In other poker tournaments, all the tables are regularly balanced throughout the elimination period. The qualifiers from different tables come together to form the final table and play through the round to determine the overall winner. In a Texas Shootout game, a player retains his table until he/she eliminates all the other players.
Once you have proved yourself in the first round, you are joined by other winners in another round of the shootout. These rounds could stretch from double to triple to quadruple, depending on the game's initial structure.

Method of play
The game is played with six decks of the standard 52 cards. A player places a bet and can also make an optional side bet. The player receives four cards (as does the dealer) from which he chooses the best two. The player may also use all four cards to make two separate hands, but must match (double) the amount bet. The dealer picks two of his cards according to a set procedure. Five community cards are dealt face up; the players and the dealer make the best five card poker hand from the community cards and their own two cards. If the player has a better hand than the dealer, he is paid even money on his bet. If he ties or has a worse hand, he loses his bet.

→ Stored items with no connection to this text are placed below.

use sea_orm::{
    ActiveModelTrait, ColumnTrait, EntityTrait, PaginatorTrait, QueryFilter, QueryOrder, Set,
};
use uuid::Uuid;

use crate::{
    audit::{AuditAction, log_audit},
    dto::categories::{CategoryList, CategoryRequest},
    entity::{
        categories::{ActiveModel, Column, Entity as Categories, Model as CategoryModel},
        products::{Column as ProdCol, Entity as Products},
    },
    error::{AppError, AppResult},
    middleware::auth::{AuthUser, ensure_admin},
    models::{Category, slugify},
    response::{ApiResponse, Meta},
    state::AppState,
};

pub async fn list_categories(state: &AppState) -> AppResult<ApiResponse<CategoryList>> {
    let items = Categories::find()
        .order_by_asc(Column::Name)
        .all(&state.orm)
        .await?
        .into_iter()
        .map(category_from_entity)
        .collect();

    Ok(ApiResponse::success(
        "Categories",
        CategoryList { items },
        Some(Meta::empty()),
    ))
}

pub async fn get_category(state: &AppState, slug: &str) -> AppResult<ApiResponse<Category>> {
    let category = Categories::find()
        .filter(Column::Slug.eq(slug))
        .one(&state.orm)
        .await?
        .map(category_from_entity);
    let category = match category {
        Some(c) => c,
        None => return Err(AppError::NotFound),
    };
    Ok(ApiResponse::success("Category", category, None))
}

pub async fn create_category(
    state: &AppState,
    user: &AuthUser,
    payload: CategoryRequest,
) -> AppResult<ApiResponse<Category>> {
    ensure_admin(user)?;
    let name = payload.name.trim().to_string();
    if name.is_empty() {
        return Err(AppError::Validation("name is required".into()));
    }

    let exist = Categories::find()
        .filter(Column::Name.eq(name.clone()))
        .one(&state.orm)
        .await?;
    if exist.is_some() {
        return Err(AppError::Duplicate("Category already exists".into()));
    }

    let active = ActiveModel {
        id: Set(Uuid::new_v4()),
        slug: Set(slugify(&name)),
        name: Set(name),
    };
    let category = active.insert(&state.orm).await?;

    if let Err(err) = log_audit(
        &state.pool,
        Some(user.user_id),
        AuditAction::CategoryCreate,
        Some(serde_json::json!({ "category_id": category.id })),
    )
    .await
    {
        tracing::warn!(error = %err, "audit log failed");
    }

    Ok(ApiResponse::success(
        "Category created",
        category_from_entity(category),
        Some(Meta::empty()),
    ))
}

/// Rename a category. The slug is always rederived from the new name; there
/// is no independent slug edit.
pub async fn update_category(
    state: &AppState,
    user: &AuthUser,
    id: Uuid,
    payload: CategoryRequest,
) -> AppResult<ApiResponse<Category>> {
    ensure_admin(user)?;
    let name = payload.name.trim().to_string();
    if name.is_empty() {
        return Err(AppError::Validation("name is required".into()));
    }

    let existing = Categories::find_by_id(id).one(&state.orm).await?;
    let existing = match existing {
        Some(c) => c,
        None => return Err(AppError::NotFound),
    };

    let mut active: ActiveModel = existing.into();
    active.slug = Set(slugify(&name));
    active.name = Set(name);
    let category = active.update(&state.orm).await?;

    if let Err(err) = log_audit(
        &state.pool,
        Some(user.user_id),
        AuditAction::CategoryUpdate,
        Some(serde_json::json!({ "category_id": category.id })),
    )
    .await
    {
        tracing::warn!(error = %err, "audit log failed");
    }

    Ok(ApiResponse::success(
        "Category updated",
        category_from_entity(category),
        Some(Meta::empty()),
    ))
}

/// Deleting a category with products still attached would orphan them, so the
/// delete is refused instead of cascading.
pub async fn delete_category(
    state: &AppState,
    user: &AuthUser,
    id: Uuid,
) -> AppResult<ApiResponse<serde_json::Value>> {
    ensure_admin(user)?;

    let dependents = Products::find()
        .filter(ProdCol::CategoryId.eq(id))
        .count(&state.orm)
        .await?;
    if dependents > 0 {
        return Err(AppError::Validation(
            "Category still has products and cannot be deleted".into(),
        ));
    }

    let result = Categories::delete_by_id(id).exec(&state.orm).await?;
    if result.rows_affected == 0 {
        return Err(AppError::NotFound);
    }

    if let Err(err) = log_audit(
        &state.pool,
        Some(user.user_id),
        AuditAction::CategoryDelete,
        Some(serde_json::json!({ "category_id": id })),
    )
    .await
    {
        tracing::warn!(error = %err, "audit log failed");
    }

    Ok(ApiResponse::message_only("Category deleted"))
}

pub fn category_from_entity(model: CategoryModel) -> Category {
    Category {
        id: model.id,
        name: model.name,
        slug: model.slug,
    }
}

The side bet is based solely on the player's hand. If it is a straight or better, the player is paid. Stronger hands are paid multiples of the side bet; for example, a royal flush may be paid from 200 to 500 times the original side bet, depending on the pay structure chosen by the casino. The best possible hand is five of a kind in the same suit, for which the payout is 1000 to 5000 times. Three of a kind may result in a push (a draw) or the player losing, depending on the casino.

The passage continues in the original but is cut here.